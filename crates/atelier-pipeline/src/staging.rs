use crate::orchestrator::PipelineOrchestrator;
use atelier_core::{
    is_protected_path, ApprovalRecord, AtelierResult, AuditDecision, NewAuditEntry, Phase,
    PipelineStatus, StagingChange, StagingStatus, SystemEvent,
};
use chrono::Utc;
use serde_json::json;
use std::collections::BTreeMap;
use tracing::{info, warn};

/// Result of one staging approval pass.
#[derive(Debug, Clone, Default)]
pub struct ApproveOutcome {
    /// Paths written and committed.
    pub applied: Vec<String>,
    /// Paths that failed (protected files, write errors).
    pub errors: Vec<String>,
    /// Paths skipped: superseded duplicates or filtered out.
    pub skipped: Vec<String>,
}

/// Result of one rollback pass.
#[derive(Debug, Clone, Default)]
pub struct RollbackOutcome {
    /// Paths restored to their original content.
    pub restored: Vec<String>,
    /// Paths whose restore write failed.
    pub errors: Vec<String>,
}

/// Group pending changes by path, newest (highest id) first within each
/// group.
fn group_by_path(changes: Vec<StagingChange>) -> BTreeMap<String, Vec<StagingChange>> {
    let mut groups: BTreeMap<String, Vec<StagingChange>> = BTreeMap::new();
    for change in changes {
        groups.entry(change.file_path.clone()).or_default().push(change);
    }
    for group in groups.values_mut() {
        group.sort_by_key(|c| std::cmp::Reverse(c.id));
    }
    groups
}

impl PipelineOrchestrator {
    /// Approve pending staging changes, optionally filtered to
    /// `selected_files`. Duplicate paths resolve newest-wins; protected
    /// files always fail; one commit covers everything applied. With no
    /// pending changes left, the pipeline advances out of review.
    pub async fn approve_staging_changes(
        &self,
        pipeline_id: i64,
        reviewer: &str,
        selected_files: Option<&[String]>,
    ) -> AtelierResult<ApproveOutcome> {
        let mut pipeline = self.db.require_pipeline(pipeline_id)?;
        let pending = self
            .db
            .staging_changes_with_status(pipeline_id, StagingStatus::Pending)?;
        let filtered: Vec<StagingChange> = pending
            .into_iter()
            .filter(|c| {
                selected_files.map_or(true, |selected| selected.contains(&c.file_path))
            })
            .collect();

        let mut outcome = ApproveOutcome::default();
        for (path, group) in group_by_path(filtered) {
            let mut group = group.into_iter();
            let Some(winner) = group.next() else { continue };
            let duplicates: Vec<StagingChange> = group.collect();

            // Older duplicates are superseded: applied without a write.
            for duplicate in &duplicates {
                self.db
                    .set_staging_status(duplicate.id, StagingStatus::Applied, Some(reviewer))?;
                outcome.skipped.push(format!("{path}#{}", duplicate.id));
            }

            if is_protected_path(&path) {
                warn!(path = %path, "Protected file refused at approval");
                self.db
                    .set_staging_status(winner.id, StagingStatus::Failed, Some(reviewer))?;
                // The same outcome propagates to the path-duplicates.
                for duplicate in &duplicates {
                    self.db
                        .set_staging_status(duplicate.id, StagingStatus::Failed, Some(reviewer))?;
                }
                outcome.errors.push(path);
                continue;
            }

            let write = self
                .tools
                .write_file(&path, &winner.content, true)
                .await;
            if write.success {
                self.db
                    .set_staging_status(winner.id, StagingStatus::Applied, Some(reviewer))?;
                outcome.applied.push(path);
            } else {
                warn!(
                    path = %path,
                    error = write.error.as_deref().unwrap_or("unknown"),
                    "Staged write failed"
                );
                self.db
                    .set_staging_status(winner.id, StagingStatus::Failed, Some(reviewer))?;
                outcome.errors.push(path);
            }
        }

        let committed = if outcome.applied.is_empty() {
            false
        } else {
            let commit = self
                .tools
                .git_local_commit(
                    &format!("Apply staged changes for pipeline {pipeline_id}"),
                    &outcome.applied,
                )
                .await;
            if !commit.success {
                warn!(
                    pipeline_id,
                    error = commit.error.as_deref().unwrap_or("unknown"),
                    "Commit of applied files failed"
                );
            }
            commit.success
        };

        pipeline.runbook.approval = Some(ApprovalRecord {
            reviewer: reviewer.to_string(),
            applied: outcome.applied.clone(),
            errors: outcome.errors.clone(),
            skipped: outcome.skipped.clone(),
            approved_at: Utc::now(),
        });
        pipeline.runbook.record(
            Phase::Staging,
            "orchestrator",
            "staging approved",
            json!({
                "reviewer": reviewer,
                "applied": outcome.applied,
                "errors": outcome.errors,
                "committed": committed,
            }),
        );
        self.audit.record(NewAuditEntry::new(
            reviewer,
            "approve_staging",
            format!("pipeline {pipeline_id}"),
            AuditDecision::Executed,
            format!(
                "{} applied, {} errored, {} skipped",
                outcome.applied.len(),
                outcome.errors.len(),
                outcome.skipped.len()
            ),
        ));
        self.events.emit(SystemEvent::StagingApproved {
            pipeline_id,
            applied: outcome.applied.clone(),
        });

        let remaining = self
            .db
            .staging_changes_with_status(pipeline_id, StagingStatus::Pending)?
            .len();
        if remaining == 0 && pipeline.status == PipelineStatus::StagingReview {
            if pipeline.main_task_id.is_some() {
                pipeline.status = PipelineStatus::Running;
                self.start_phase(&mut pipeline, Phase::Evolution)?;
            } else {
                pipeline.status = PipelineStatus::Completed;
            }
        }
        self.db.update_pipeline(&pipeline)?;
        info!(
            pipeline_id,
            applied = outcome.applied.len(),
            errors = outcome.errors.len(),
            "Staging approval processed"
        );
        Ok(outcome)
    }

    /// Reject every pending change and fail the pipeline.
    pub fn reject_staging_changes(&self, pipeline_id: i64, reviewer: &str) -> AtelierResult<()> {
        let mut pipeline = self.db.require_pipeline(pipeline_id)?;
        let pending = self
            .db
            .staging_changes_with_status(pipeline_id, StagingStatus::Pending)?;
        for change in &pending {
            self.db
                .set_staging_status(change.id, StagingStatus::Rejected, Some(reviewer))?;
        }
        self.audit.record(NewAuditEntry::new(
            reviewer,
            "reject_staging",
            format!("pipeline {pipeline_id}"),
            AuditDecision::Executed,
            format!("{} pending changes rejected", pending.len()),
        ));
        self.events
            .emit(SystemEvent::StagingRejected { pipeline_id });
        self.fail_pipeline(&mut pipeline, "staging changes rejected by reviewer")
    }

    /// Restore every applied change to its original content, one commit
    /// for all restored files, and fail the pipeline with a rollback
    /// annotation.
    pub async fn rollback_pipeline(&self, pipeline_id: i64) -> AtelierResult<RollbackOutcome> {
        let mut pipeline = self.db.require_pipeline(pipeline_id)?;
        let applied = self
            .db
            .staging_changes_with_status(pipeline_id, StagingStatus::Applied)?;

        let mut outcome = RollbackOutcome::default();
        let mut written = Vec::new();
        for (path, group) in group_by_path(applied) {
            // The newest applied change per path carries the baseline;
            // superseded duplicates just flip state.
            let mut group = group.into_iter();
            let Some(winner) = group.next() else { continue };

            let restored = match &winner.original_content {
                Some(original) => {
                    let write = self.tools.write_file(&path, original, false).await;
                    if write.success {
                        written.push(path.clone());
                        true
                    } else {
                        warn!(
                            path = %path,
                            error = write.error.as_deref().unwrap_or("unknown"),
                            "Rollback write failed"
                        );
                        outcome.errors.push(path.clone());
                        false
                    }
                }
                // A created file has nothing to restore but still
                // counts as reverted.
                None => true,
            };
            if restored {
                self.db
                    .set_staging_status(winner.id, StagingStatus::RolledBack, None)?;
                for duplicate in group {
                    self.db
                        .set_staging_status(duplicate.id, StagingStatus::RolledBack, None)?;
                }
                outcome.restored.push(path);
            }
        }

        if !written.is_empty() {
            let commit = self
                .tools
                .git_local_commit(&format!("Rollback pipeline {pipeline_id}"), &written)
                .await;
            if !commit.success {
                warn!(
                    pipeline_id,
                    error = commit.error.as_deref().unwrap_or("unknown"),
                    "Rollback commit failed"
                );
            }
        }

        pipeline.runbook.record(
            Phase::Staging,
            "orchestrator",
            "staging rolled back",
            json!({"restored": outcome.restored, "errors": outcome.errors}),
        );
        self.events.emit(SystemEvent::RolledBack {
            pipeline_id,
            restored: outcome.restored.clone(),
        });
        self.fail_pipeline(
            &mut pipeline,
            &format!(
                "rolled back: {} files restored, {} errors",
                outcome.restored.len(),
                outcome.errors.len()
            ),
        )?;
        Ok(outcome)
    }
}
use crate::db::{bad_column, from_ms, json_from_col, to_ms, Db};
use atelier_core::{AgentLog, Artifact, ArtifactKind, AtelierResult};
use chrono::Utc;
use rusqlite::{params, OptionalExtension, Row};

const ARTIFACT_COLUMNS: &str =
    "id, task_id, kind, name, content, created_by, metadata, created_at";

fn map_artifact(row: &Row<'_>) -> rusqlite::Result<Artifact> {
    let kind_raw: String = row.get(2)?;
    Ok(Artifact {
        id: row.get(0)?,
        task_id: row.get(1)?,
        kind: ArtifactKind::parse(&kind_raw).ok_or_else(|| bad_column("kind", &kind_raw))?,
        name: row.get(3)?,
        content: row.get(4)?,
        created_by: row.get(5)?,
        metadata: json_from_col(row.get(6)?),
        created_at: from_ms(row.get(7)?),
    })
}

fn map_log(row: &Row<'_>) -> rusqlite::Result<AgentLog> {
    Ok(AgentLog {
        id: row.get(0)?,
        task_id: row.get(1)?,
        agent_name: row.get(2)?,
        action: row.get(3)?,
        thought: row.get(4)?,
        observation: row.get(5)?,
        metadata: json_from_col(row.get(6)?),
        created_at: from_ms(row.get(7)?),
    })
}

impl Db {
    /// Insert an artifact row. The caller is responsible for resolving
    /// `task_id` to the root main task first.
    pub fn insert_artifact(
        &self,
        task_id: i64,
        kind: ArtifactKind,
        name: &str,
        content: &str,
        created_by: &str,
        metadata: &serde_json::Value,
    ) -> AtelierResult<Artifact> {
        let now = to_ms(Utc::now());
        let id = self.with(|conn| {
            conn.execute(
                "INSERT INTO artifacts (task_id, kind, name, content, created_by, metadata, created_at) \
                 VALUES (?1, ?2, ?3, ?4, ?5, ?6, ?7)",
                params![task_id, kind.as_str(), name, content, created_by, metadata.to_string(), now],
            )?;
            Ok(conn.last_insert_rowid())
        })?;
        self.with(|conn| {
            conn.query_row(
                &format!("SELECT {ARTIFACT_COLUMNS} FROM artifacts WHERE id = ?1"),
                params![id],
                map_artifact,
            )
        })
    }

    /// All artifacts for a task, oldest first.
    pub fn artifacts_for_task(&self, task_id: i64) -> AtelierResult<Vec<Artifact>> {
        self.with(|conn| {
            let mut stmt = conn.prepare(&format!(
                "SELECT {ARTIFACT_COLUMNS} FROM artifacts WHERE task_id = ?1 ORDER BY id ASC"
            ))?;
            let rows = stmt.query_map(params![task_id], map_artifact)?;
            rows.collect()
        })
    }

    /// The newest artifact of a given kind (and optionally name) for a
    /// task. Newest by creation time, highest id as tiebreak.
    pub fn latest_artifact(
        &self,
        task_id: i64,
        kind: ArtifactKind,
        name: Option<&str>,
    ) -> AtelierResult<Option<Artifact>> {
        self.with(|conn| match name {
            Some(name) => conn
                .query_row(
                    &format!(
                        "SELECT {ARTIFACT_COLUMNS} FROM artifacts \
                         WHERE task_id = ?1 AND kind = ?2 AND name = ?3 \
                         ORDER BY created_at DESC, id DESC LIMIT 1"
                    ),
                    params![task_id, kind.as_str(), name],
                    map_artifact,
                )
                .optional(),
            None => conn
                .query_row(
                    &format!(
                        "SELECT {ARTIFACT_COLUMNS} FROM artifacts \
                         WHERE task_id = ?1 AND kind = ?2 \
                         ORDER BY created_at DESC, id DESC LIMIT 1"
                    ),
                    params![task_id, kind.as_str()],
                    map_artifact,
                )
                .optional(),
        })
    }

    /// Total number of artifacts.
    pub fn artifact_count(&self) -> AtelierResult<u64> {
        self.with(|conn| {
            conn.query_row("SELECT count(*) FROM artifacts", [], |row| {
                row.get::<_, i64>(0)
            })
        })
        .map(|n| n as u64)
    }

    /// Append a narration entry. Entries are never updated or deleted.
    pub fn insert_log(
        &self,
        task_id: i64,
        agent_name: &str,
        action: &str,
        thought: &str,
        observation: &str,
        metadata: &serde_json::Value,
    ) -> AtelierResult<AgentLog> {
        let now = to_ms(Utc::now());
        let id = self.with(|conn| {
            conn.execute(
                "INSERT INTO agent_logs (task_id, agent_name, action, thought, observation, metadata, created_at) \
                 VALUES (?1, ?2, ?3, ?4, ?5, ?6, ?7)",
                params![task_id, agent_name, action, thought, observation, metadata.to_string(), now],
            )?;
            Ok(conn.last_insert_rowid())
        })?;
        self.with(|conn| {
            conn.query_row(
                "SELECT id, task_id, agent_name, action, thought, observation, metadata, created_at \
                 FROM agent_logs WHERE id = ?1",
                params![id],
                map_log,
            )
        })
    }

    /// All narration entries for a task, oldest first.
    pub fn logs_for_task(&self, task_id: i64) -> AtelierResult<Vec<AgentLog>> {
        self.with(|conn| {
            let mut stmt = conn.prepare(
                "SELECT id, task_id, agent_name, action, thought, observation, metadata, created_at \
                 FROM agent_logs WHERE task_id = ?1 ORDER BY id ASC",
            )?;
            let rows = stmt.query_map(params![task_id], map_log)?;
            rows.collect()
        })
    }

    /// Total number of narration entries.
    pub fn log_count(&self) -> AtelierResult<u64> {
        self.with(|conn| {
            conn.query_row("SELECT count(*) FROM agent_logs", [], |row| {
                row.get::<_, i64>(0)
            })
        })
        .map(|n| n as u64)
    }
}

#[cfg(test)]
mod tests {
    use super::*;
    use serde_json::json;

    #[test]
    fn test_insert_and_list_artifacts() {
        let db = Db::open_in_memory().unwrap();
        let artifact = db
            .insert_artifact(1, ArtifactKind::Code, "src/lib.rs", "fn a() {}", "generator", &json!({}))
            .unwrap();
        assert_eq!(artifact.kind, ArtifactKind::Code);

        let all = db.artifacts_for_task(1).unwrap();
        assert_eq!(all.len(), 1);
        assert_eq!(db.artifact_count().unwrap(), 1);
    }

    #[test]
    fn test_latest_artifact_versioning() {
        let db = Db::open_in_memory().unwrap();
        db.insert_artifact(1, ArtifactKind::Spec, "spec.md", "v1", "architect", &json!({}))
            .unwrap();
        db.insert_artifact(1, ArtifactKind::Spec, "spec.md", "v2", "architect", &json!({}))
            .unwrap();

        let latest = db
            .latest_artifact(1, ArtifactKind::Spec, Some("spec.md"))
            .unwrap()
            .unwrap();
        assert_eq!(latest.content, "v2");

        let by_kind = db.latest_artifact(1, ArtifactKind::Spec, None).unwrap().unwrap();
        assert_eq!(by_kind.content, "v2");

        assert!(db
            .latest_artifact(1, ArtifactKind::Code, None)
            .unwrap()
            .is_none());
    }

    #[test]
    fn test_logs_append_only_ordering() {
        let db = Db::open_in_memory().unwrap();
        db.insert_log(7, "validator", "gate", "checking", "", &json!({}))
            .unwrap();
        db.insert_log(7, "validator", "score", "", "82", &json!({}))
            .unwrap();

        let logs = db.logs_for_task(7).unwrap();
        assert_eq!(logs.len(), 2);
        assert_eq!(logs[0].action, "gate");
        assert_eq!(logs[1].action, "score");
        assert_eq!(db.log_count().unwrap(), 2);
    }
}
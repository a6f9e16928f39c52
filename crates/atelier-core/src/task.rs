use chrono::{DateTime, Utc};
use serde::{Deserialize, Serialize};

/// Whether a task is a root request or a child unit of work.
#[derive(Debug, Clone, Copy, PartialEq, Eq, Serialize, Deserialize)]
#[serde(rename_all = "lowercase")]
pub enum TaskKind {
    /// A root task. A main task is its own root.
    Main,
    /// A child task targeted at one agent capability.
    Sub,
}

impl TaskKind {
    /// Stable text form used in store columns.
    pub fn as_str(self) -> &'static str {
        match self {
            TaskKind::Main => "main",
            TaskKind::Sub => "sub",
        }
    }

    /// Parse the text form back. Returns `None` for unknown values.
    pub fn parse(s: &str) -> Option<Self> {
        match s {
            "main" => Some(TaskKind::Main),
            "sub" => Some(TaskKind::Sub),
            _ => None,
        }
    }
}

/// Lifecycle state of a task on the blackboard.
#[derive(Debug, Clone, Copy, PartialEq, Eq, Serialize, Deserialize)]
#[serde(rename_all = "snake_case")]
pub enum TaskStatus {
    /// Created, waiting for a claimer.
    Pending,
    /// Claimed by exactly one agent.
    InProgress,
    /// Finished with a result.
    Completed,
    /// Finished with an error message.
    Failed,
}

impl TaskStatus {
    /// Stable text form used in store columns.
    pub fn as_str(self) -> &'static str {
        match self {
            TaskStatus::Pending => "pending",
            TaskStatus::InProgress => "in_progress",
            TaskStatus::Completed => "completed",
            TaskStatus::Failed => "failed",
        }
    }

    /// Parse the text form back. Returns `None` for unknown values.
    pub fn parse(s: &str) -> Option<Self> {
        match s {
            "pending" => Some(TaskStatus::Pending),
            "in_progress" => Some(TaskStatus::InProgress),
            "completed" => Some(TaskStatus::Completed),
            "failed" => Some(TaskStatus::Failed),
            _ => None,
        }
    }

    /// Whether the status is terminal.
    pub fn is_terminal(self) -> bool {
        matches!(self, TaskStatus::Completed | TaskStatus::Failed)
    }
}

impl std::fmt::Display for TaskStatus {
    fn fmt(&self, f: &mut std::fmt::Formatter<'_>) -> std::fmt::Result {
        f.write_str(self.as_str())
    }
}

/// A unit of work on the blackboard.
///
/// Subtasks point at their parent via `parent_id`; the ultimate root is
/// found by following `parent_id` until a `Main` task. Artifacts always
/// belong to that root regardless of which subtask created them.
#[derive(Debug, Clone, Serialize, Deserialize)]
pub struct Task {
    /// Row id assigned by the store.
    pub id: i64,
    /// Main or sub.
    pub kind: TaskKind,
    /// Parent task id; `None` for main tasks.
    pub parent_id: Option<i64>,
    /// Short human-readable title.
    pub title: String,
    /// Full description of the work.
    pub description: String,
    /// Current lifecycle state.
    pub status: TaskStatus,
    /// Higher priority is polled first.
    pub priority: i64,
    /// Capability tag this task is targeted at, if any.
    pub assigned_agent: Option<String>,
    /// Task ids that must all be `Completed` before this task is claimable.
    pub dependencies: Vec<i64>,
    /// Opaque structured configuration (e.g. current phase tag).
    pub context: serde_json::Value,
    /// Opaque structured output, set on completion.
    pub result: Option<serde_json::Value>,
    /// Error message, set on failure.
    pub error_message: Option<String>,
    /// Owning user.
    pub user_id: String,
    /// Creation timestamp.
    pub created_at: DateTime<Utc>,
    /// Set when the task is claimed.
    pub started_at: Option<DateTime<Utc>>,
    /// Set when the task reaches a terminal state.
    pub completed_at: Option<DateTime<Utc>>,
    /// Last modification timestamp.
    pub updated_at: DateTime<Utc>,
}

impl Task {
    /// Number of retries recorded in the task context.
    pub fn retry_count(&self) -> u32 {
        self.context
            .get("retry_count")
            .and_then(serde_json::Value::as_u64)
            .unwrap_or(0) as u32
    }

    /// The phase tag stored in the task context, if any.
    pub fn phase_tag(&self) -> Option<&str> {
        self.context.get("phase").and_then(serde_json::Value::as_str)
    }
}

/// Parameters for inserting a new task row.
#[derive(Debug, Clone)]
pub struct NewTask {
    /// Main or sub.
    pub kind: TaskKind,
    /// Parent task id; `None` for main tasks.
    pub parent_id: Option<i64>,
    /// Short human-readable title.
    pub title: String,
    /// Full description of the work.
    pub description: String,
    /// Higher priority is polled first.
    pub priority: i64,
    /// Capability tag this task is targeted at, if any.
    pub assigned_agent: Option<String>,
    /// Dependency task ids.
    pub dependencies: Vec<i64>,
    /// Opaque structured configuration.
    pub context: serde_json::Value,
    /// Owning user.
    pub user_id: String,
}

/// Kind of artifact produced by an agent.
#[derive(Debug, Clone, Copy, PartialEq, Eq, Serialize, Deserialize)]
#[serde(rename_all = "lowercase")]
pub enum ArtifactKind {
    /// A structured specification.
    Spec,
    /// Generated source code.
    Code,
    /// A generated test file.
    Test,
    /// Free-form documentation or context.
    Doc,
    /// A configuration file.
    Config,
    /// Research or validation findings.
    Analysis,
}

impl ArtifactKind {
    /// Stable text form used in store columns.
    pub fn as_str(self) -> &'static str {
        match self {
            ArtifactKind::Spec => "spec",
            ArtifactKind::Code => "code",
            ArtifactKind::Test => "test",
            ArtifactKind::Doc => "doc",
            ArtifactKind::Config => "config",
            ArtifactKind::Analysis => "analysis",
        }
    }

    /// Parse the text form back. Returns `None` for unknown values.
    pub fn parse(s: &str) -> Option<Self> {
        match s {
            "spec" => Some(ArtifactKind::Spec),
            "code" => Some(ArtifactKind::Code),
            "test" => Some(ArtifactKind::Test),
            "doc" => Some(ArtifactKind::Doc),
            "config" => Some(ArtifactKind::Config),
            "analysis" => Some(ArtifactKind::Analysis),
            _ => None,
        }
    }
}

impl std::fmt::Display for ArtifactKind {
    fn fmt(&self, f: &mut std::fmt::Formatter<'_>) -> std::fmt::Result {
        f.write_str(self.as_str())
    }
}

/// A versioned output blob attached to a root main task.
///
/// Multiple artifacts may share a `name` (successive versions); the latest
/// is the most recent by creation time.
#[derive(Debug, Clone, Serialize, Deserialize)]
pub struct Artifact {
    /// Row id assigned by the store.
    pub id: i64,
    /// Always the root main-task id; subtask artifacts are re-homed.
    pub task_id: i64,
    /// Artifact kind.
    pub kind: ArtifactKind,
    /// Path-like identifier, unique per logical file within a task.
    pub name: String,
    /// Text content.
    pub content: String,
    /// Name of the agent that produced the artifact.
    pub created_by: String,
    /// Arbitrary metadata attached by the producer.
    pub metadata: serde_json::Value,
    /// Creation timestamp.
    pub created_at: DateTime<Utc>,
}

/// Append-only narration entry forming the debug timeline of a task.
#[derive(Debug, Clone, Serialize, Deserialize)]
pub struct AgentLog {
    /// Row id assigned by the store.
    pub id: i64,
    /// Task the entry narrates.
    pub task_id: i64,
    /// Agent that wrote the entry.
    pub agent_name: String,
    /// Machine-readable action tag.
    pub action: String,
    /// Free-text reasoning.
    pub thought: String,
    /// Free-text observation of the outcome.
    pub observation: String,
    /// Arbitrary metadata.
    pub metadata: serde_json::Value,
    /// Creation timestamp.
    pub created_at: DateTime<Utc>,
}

*Task prompt:* Among the records above, find each line containing the string "pass" and copy it.

*Result:*
/// Result of one staging approval pass.
/// Result of one rollback pass.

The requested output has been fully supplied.